Sunday, September 03, 2006

Feeling down...

Having another crap day today. It has been like living in a minefield for the past couple of weeks. Sharon is really starting to feel the side effects from the Radio and Chemotherapy, and on top of it all, she is suffering from regular, rapid mood swings, making her unreasonable, irrational and almost impossible to live with.

One of the Macmillan team advised me to use a "walk away" strategy to try to gently encourage Sharon to deal with her emotions more constructively, and to allow me an escape from the ranting and raving when Sharon turns into GrouchyPants. Walking away, seems to make sense, try to diffuse the situation, and deny the opportunity to argue. It's VERY hard to do though, I can tell you. She is getting increasingly pissed of with me going out for an hour at least twice a day, and I am getting really bored with walking to my best friends house and unloading on them!

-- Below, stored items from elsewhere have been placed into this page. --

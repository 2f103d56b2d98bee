pub mod chart_config;
pub mod series_style;
pub mod theme;
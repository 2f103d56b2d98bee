use std::fmt;

use crate::data::record::{Record, XKey};

pub const DEFAULT_BASELINE: &str = "deqalloc";
pub const DEFAULT_SYSTEMS: [&str; 2] = ["deqalloc", "mimalloc"];

/// Averages for one benchmark section of an allocator-comparison file.
#[derive(Debug, Clone, PartialEq)]
pub struct BenchmarkSummary {
    pub benchmark: String,
    /// Integer mean per system, in report order.
    pub averages: Vec<(String, i64)>,
    /// Highest-averaging system other than the baseline.
    pub best_other: Option<(String, i64)>,
    /// `(baseline / best_other - 1) * 100`, rounded to 5 decimals.
    pub improvement_pct: Option<f64>,
}

#[derive(Debug, Clone, PartialEq)]
pub struct ComparisonReport {
    pub baseline: String,
    pub benchmarks: Vec<BenchmarkSummary>,
}

/// Header lines name a benchmark: no whitespace, not starting with a digit.
fn is_header(line: &str) -> bool {
    !line.starts_with(|c: char| c.is_ascii_digit()) && !line.contains(char::is_whitespace)
}

fn round5(v: f64) -> f64 {
    (v * 1e5).round() / 1e5
}

/// Parse `text` and average every `system value` sample per benchmark.
///
/// `systems` fixes the leading report order; systems seen later are
/// appended in order of first appearance.
pub fn compare(text: &str, baseline: &str, systems: &[String]) -> ComparisonReport {
    let mut order: Vec<String> = systems.to_vec();
    // (benchmark, [(system, samples)])
    let mut sections: Vec<(String, Vec<(String, Vec<i64>)>)> = Vec::new();
    let mut current: Option<usize> = None;

    for line in text.lines().map(str::trim) {
        if line.is_empty() || line.starts_with('#') {
            continue;
        }
        if is_header(line) {
            // A repeated header continues the earlier section.
            current = match sections.iter().position(|(name, _)| name == line) {
                Some(idx) => Some(idx),
                None => {
                    sections.push((line.to_string(), Vec::new()));
                    Some(sections.len() - 1)
                }
            };
            continue;
        }
        let Some(samples) = current.map(|idx| &mut sections[idx].1) else {
            continue;
        };
        let parts: Vec<&str> = line.split_whitespace().collect();
        let [system, value] = *parts.as_slice() else {
            continue;
        };
        let Ok(value) = value.parse::<i64>() else {
            continue;
        };
        if !order.iter().any(|s| s == system) {
            order.push(system.to_string());
        }
        match samples.iter_mut().find(|(s, _)| *s == system) {
            Some((_, values)) => values.push(value),
            None => samples.push((system.to_string(), vec![value])),
        }
    }

    let benchmarks = sections
        .into_iter()
        .map(|(benchmark, samples)| summarise(benchmark, &samples, &order, baseline))
        .collect();

    ComparisonReport {
        baseline: baseline.to_string(),
        benchmarks,
    }
}

fn summarise(
    benchmark: String,
    samples: &[(String, Vec<i64>)],
    order: &[String],
    baseline: &str,
) -> BenchmarkSummary {
    let averages: Vec<(String, i64)> = order
        .iter()
        .filter_map(|system| {
            let (_, values) = samples.iter().find(|(s, _)| s == system)?;
            // Summed wide so large counters cannot overflow; the floor mean
            // lies between the extremes and fits back into i64.
            let sum: i128 = values.iter().map(|&v| i128::from(v)).sum();
            let avg = sum.div_euclid(values.len() as i128);
            Some((system.clone(), i64::try_from(avg).ok()?))
        })
        .collect();

    let mut best_other: Option<(String, i64)> = None;
    for (system, avg) in averages.iter().filter(|(s, _)| s != baseline) {
        if best_other.as_ref().map_or(true, |(_, best)| best < avg) {
            best_other = Some((system.clone(), *avg));
        }
    }

    let base = averages.iter().find(|(s, _)| s == baseline).map(|(_, a)| *a);
    let improvement_pct = match (base, &best_other) {
        (Some(base), Some((_, best))) if *best != 0 => {
            Some(round5((base as f64 / *best as f64 - 1.0) * 100.0))
        }
        _ => None,
    };

    BenchmarkSummary {
        benchmark,
        averages,
        best_other,
        improvement_pct,
    }
}

impl ComparisonReport {
    /// `system benchmark average` records, ready for a bar chart.
    pub fn records(&self) -> Vec<Record> {
        self.benchmarks
            .iter()
            .flat_map(|b| {
                b.averages.iter().map(move |(system, avg)| Record {
                    series: system.clone(),
                    x: XKey::parse(&b.benchmark),
                    y: *avg as f64,
                })
            })
            .collect()
    }
}

impl fmt::Display for ComparisonReport {
    fn fmt(&self, f: &mut fmt::Formatter<'_>) -> fmt::Result {
        for b in &self.benchmarks {
            writeln!(f, "Benchmark: {}", b.benchmark)?;
            for (system, avg) in &b.averages {
                writeln!(f, "  {system}: {avg}")?;
            }
            match (&b.best_other, b.improvement_pct) {
                (Some((best, _)), Some(pct)) => {
                    writeln!(f, "  improvement over best other system ({best}): {pct:?}%")?
                }
                _ => writeln!(
                    f,
                    "  improvement over best other system: n/a (needs {} and one other system)",
                    self.baseline
                )?,
            }
            writeln!(f)?;
        }
        Ok(())
    }
}
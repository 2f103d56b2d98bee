use std::io::Write;

use polars::prelude::*;

use crate::data::parser::DataLine;
use crate::processing::pivot::PivotTable;
use crate::processing::reshape::ReshapedTables;

/// Header of the x column in pivot dumps; series labels fill the others.
pub const INDEX_COLUMN: &str = "(x)";

/// A pivot table as a frame: the x column then one nullable column per series.
pub fn pivot_frame(table: &PivotTable) -> PolarsResult<DataFrame> {
    let mut columns = Vec::with_capacity(table.column_count() + 1);
    let xs: Vec<String> = table.rows().iter().map(|x| x.to_string()).collect();
    columns.push(Column::new(INDEX_COLUMN.into(), xs));
    for (col, name) in table.columns().iter().enumerate() {
        let values: Vec<Option<f64>> = table.column(col).collect();
        columns.push(Column::new(name.as_str().into(), values));
    }
    DataFrame::new(columns)
}

/// Tokenized data lines as a `series, x, y` frame; absent tokens are null.
///
/// This is what the three-column reading saw, printed when the input is
/// rejected.
pub fn raw_frame(lines: &[DataLine]) -> PolarsResult<DataFrame> {
    let token = |i: usize| -> Vec<Option<&str>> {
        lines
            .iter()
            .map(|l| l.tokens.get(i).map(String::as_str))
            .collect()
    };
    DataFrame::new(vec![
        Column::new("series".into(), token(0)),
        Column::new("x".into(), token(1)),
        Column::new("y".into(), token(2)),
    ])
}

/// Long-form CSV: one `x,series,mean,min,max` row per non-missing cell.
pub fn write_long_csv<W: Write>(tables: &ReshapedTables, writer: W) -> csv::Result<()> {
    let mut out = csv::Writer::from_writer(writer);
    out.write_record(["x", "series", "mean", "min", "max"])?;
    for (row, x) in tables.mean.rows().iter().enumerate() {
        for (col, series) in tables.mean.columns().iter().enumerate() {
            let (Some(mean), Some(min), Some(max)) = (
                tables.mean.get(row, col),
                tables.min.get(row, col),
                tables.max.get(row, col),
            ) else {
                continue;
            };
            out.write_record([
                x.to_string(),
                series.clone(),
                mean.to_string(),
                min.to_string(),
                max.to_string(),
            ])?;
        }
    }
    out.flush()?;
    Ok(())
}

#[cfg(test)]
mod tests {
    use super::*;
    use crate::data::parser::parse_input;
    use crate::processing::reshape::reshape_text;

    #[test]
    fn pivot_frame_has_index_and_series_columns() {
        let (_, tables) = reshape_text("a 1 10\na 2 20\nb 1 30").unwrap();
        let df = pivot_frame(&tables.mean).unwrap();
        assert_eq!(df.shape(), (2, 3));
        let names: Vec<&str> = df.get_column_names().iter().map(|n| n.as_str()).collect();
        assert_eq!(names, [INDEX_COLUMN, "a", "b"]);
        assert_eq!(df.column("b").unwrap().null_count(), 1);
    }

    #[test]
    fn raw_frame_nulls_missing_tokens() {
        let input = parse_input("a 1 10\na 20".lines()).unwrap();
        let df = raw_frame(&input.data).unwrap();
        assert_eq!(df.shape(), (2, 3));
        assert_eq!(df.column("y").unwrap().null_count(), 1);
    }

    #[test]
    fn long_csv_skips_missing_cells() {
        let (_, tables) = reshape_text("a 1 10\na 1 30\nb 2 5").unwrap();
        let mut buf = Vec::new();
        write_long_csv(&tables, &mut buf).unwrap();
        let text = String::from_utf8(buf).unwrap();
        assert_eq!(text, "x,series,mean,min,max\n1,a,20,10,30\n2,b,5,5,5\n");
    }
}
//! Turns parsed input into mean/min/max pivot tables.
//!
//! Order of operations: drop ignored series, infer the column layout on what
//! remains, apply renames (one step) while building records, fix the column
//! order, then aggregate.

use crate::data::layout::{infer_layout, to_records, ColumnLayout};
use crate::data::parser::{parse_input, DataLine, Directives, ParsedInput};
use crate::data::record::SeriesTable;
use crate::error::ReshapeError;
use crate::processing::pivot::{Aggregation, DeviationBars, PivotTable, StatsGrid};
use crate::processing::statistics::SampleStats;

#[derive(Debug, Clone)]
pub struct ReshapedTables {
    pub layout: ColumnLayout,
    pub series: SeriesTable,
    pub mean: PivotTable,
    pub min: PivotTable,
    pub max: PivotTable,
}

impl ReshapedTables {
    pub fn table(&self, aggregation: Aggregation) -> &PivotTable {
        match aggregation {
            Aggregation::Mean => &self.mean,
            Aggregation::Min => &self.min,
            Aggregation::Max => &self.max,
        }
    }

    /// `max - mean` and `mean - min` for every cell.
    pub fn deviation_bars(&self) -> DeviationBars {
        DeviationBars::from_tables(&self.mean, &self.min, &self.max)
    }

    /// A single x value carries no meaningful spread, so bar charts draw
    /// no error bars for it.
    pub fn error_bars_suppressed(&self) -> bool {
        self.mean.row_count() < 2
    }

    /// Deviation bars to draw, if any.
    pub fn error_bars(&self) -> Option<DeviationBars> {
        (!self.error_bars_suppressed()).then(|| self.deviation_bars())
    }

    /// Statistics of each series over all of its samples, in column order.
    pub fn series_summary(&self) -> Vec<(String, SampleStats)> {
        self.mean
            .columns()
            .iter()
            .filter_map(|label| {
                let ys: Vec<f64> = self.series.points(label)?.iter().map(|(_, y)| *y).collect();
                Some((label.clone(), SampleStats::compute(&ys)?))
            })
            .collect()
    }

    /// Statistics over every sample of every series.
    pub fn overall_summary(&self) -> SampleStats {
        let mut total = SampleStats::default();
        for (_, stats) in self.series_summary() {
            total.merge(&stats);
        }
        total
    }
}

/// Data lines whose series is not ignored.
pub fn kept_lines(input: &ParsedInput) -> Vec<DataLine> {
    input
        .data
        .iter()
        .filter(|line| {
            line.tokens
                .first()
                .map_or(true, |label| !input.directives.is_ignored(label))
        })
        .cloned()
        .collect()
}

/// Column order for the pivot tables.
///
/// Without a SORT list the series are ordered lexicographically. With one,
/// the list and the data must name exactly the same series.
pub fn column_order(table: &SeriesTable, sort: &[String]) -> Result<Vec<String>, ReshapeError> {
    if sort.is_empty() {
        let mut labels: Vec<String> = table.labels().map(str::to_string).collect();
        labels.sort();
        return Ok(labels);
    }

    if let Some(label) = table.labels().find(|l| !sort.iter().any(|s| s == l)) {
        return Err(ReshapeError::InvalidOrdering {
            label: label.to_string(),
        });
    }

    let mut order: Vec<String> = Vec::with_capacity(sort.len());
    for label in sort {
        if table.points(label).is_none() {
            return Err(ReshapeError::InvalidOrdering {
                label: label.clone(),
            });
        }
        if !order.contains(label) {
            order.push(label.clone());
        }
    }
    Ok(order)
}

/// Reshape already-parsed input.
pub fn reshape(input: &ParsedInput) -> Result<ReshapedTables, ReshapeError> {
    let directives: &Directives = &input.directives;
    let kept = kept_lines(input);
    if kept.is_empty() {
        return Err(ReshapeError::NoData);
    }

    let layout = infer_layout(&kept)?;
    let records = to_records(&kept, layout, |raw| directives.renamed(raw).to_string())?;
    let series = SeriesTable::from_records(records);
    let columns = column_order(&series, &directives.sort)?;

    tracing::debug!(
        ?layout,
        series = series.series_count(),
        points = series.point_count(),
        "reshaping"
    );

    let grid = StatsGrid::build(&series, columns);
    Ok(ReshapedTables {
        layout,
        mean: grid.pivot(Aggregation::Mean),
        min: grid.pivot(Aggregation::Min),
        max: grid.pivot(Aggregation::Max),
        series,
    })
}

/// Parse and reshape raw text.
pub fn reshape_text(text: &str) -> Result<(Directives, ReshapedTables), ReshapeError> {
    let input = parse_input(text.lines())?;
    let tables = reshape(&input)?;
    Ok((input.directives, tables))
}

You hear a lot about the side effects or Chemo and Radiotherapy - nausea, vomitting, hairloss, infertility etc, but there are also the emotional and mental side effects - Depression, Feeling low, anger, insomnia or broken sleep patterns.

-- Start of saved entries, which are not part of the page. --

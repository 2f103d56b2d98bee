use std::collections::BTreeSet;

use crate::data::record::{SeriesTable, XKey};
use crate::processing::statistics::SampleStats;

/// Which per-cell statistic a pivot table holds.
#[derive(Debug, Clone, Copy, PartialEq, Eq)]
pub enum Aggregation {
    Mean,
    Min,
    Max,
}

impl Aggregation {
    pub const ALL: [Aggregation; 3] = [Aggregation::Mean, Aggregation::Min, Aggregation::Max];

    pub fn label(&self) -> &'static str {
        match self {
            Aggregation::Mean => "mean",
            Aggregation::Min => "min",
            Aggregation::Max => "max",
        }
    }

    fn apply(&self, stats: &SampleStats) -> Option<f64> {
        match self {
            Aggregation::Mean => stats.mean(),
            Aggregation::Min => Some(stats.min),
            Aggregation::Max => Some(stats.max),
        }
    }
}

/// Distinct x values as rows, series labels as columns.
///
/// A cell with no samples is `None`, never zero.
#[derive(Debug, Clone, PartialEq)]
pub struct PivotTable {
    rows: Vec<XKey>,
    columns: Vec<String>,
    // row-major: cells[row * columns.len() + col]
    cells: Vec<Option<f64>>,
}

impl PivotTable {
    pub fn rows(&self) -> &[XKey] {
        &self.rows
    }

    pub fn columns(&self) -> &[String] {
        &self.columns
    }

    pub fn row_count(&self) -> usize {
        self.rows.len()
    }

    pub fn column_count(&self) -> usize {
        self.columns.len()
    }

    pub fn get(&self, row: usize, col: usize) -> Option<f64> {
        if row >= self.rows.len() || col >= self.columns.len() {
            return None;
        }
        self.cells[row * self.columns.len() + col]
    }

    /// Look a cell up by its keys.
    pub fn cell(&self, x: &XKey, series: &str) -> Option<f64> {
        let row = self.rows.binary_search(x).ok()?;
        let col = self.column_index(series)?;
        self.get(row, col)
    }

    pub fn column_index(&self, series: &str) -> Option<usize> {
        self.columns.iter().position(|c| c == series)
    }

    /// Values of one column, top to bottom.
    pub fn column(&self, col: usize) -> impl Iterator<Item = Option<f64>> + '_ {
        (0..self.rows.len()).map(move |row| self.get(row, col))
    }

    /// True when no cell is missing.
    pub fn is_complete(&self) -> bool {
        self.cells.iter().all(Option::is_some)
    }

    pub fn present_values(&self) -> impl Iterator<Item = f64> + '_ {
        self.cells.iter().flatten().copied()
    }

    /// Element-wise `self - other`; missing if either side is.
    fn difference(&self, other: &PivotTable) -> PivotTable {
        let cells = self
            .cells
            .iter()
            .zip(&other.cells)
            .map(|(a, b)| Some((*a)? - (*b)?))
            .collect();
        PivotTable {
            rows: self.rows.clone(),
            columns: self.columns.clone(),
            cells,
        }
    }
}

/// Per-cell sample statistics from which every aggregation is read.
#[derive(Debug, Clone)]
pub struct StatsGrid {
    rows: Vec<XKey>,
    columns: Vec<String>,
    cells: Vec<Option<SampleStats>>,
}

impl StatsGrid {
    /// Fold `table` into a grid with the given column order.
    ///
    /// Series not named in `columns` are left out.
    pub fn build(table: &SeriesTable, columns: Vec<String>) -> Self {
        let rows: Vec<XKey> = columns
            .iter()
            .filter_map(|c| table.points(c))
            .flat_map(|points| points.iter().map(|(x, _)| x.clone()))
            .collect::<BTreeSet<_>>()
            .into_iter()
            .collect();

        let mut cells = vec![None; rows.len() * columns.len()];
        for (col, label) in columns.iter().enumerate() {
            for (x, y) in table.points(label).unwrap_or_default() {
                // Every x came from this same table, so the search always hits.
                if let Ok(row) = rows.binary_search(x) {
                    cells[row * columns.len() + col]
                        .get_or_insert_with(SampleStats::default)
                        .push(*y);
                }
            }
        }

        Self {
            rows,
            columns,
            cells,
        }
    }

    pub fn pivot(&self, aggregation: Aggregation) -> PivotTable {
        PivotTable {
            rows: self.rows.clone(),
            columns: self.columns.clone(),
            cells: self
                .cells
                .iter()
                .map(|c| c.as_ref().and_then(|s| aggregation.apply(s)))
                .collect(),
        }
    }
}

/// Asymmetric error bars around the mean.
#[derive(Debug, Clone, PartialEq)]
pub struct DeviationBars {
    /// max - mean
    pub positive: PivotTable,
    /// mean - min
    pub negative: PivotTable,
}

impl DeviationBars {
    pub fn from_tables(mean: &PivotTable, min: &PivotTable, max: &PivotTable) -> Self {
        Self {
            positive: max.difference(mean),
            negative: mean.difference(min),
        }
    }

    /// `(positive, negative)` for one cell.
    pub fn get(&self, row: usize, col: usize) -> Option<(f64, f64)> {
        Some((self.positive.get(row, col)?, self.negative.get(row, col)?))
    }
}

#[cfg(test)]
mod tests {
    use super::*;
    use crate::data::record::Record;

    fn grid(records: Vec<Record>, columns: &[&str]) -> StatsGrid {
        let table = SeriesTable::from_records(records);
        StatsGrid::build(&table, columns.iter().map(|c| c.to_string()).collect())
    }

    #[test]
    fn duplicate_samples_aggregate_per_cell() {
        let g = grid(
            vec![Record::new("a", 1.0, 10.0), Record::new("a", 1.0, 30.0)],
            &["a"],
        );
        let x = XKey::from(1.0);
        assert_eq!(g.pivot(Aggregation::Mean).cell(&x, "a"), Some(20.0));
        assert_eq!(g.pivot(Aggregation::Min).cell(&x, "a"), Some(10.0));
        assert_eq!(g.pivot(Aggregation::Max).cell(&x, "a"), Some(30.0));
    }

    #[test]
    fn sparse_cells_stay_missing() {
        let g = grid(
            vec![
                Record::new("a", 1.0, 1.0),
                Record::new("a", 2.0, 2.0),
                Record::new("b", 2.0, 3.0),
            ],
            &["a", "b"],
        );
        let mean = g.pivot(Aggregation::Mean);
        assert_eq!(mean.rows(), [XKey::from(1.0), XKey::from(2.0)]);
        assert_eq!(mean.cell(&XKey::from(1.0), "b"), None);
        assert_eq!(mean.cell(&XKey::from(2.0), "b"), Some(3.0));
        assert!(!mean.is_complete());
    }

    #[test]
    fn columns_follow_requested_order() {
        let g = grid(
            vec![Record::new("a", 1.0, 1.0), Record::new("b", 1.0, 2.0)],
            &["b", "a"],
        );
        let mean = g.pivot(Aggregation::Mean);
        assert_eq!(mean.columns(), ["b", "a"]);
        assert_eq!(mean.get(0, 0), Some(2.0));
    }

    #[test]
    fn deviation_bars_are_distance_from_mean() {
        let g = grid(
            vec![
                Record::new("a", 1.0, 10.0),
                Record::new("a", 1.0, 30.0),
                Record::new("a", 2.0, 5.0),
            ],
            &["a"],
        );
        let (mean, min, max) = (
            g.pivot(Aggregation::Mean),
            g.pivot(Aggregation::Min),
            g.pivot(Aggregation::Max),
        );
        let bars = DeviationBars::from_tables(&mean, &min, &max);
        assert_eq!(bars.get(0, 0), Some((10.0, 10.0)));
        assert_eq!(bars.get(1, 0), Some((0.0, 0.0)));
    }

    #[test]
    fn deviation_bars_exist_for_a_single_row() {
        let g = grid(
            vec![Record::new("a", 1.0, 10.0), Record::new("a", 1.0, 30.0)],
            &["a"],
        );
        let (mean, min, max) = (
            g.pivot(Aggregation::Mean),
            g.pivot(Aggregation::Min),
            g.pivot(Aggregation::Max),
        );
        let bars = DeviationBars::from_tables(&mean, &min, &max);
        assert_eq!(bars.get(0, 0), Some((10.0, 10.0)));
    }
}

It's hard to explain, but if you can imagine what it's like living with a woman who has recently had a cancer diagnosis, suffering the side effects from both Radiotherapy and Chemotherapy, is in pain and finding it nearly impossible to get comfortable, and is also going through menopause caused by the treatment, and has extreme financial pressures due to the illnes as well, and I think you might get the general idea - Dealing with any one of these would be hard going - but ALL at once, I think she is at her wits end at the moment. I just wish I could help.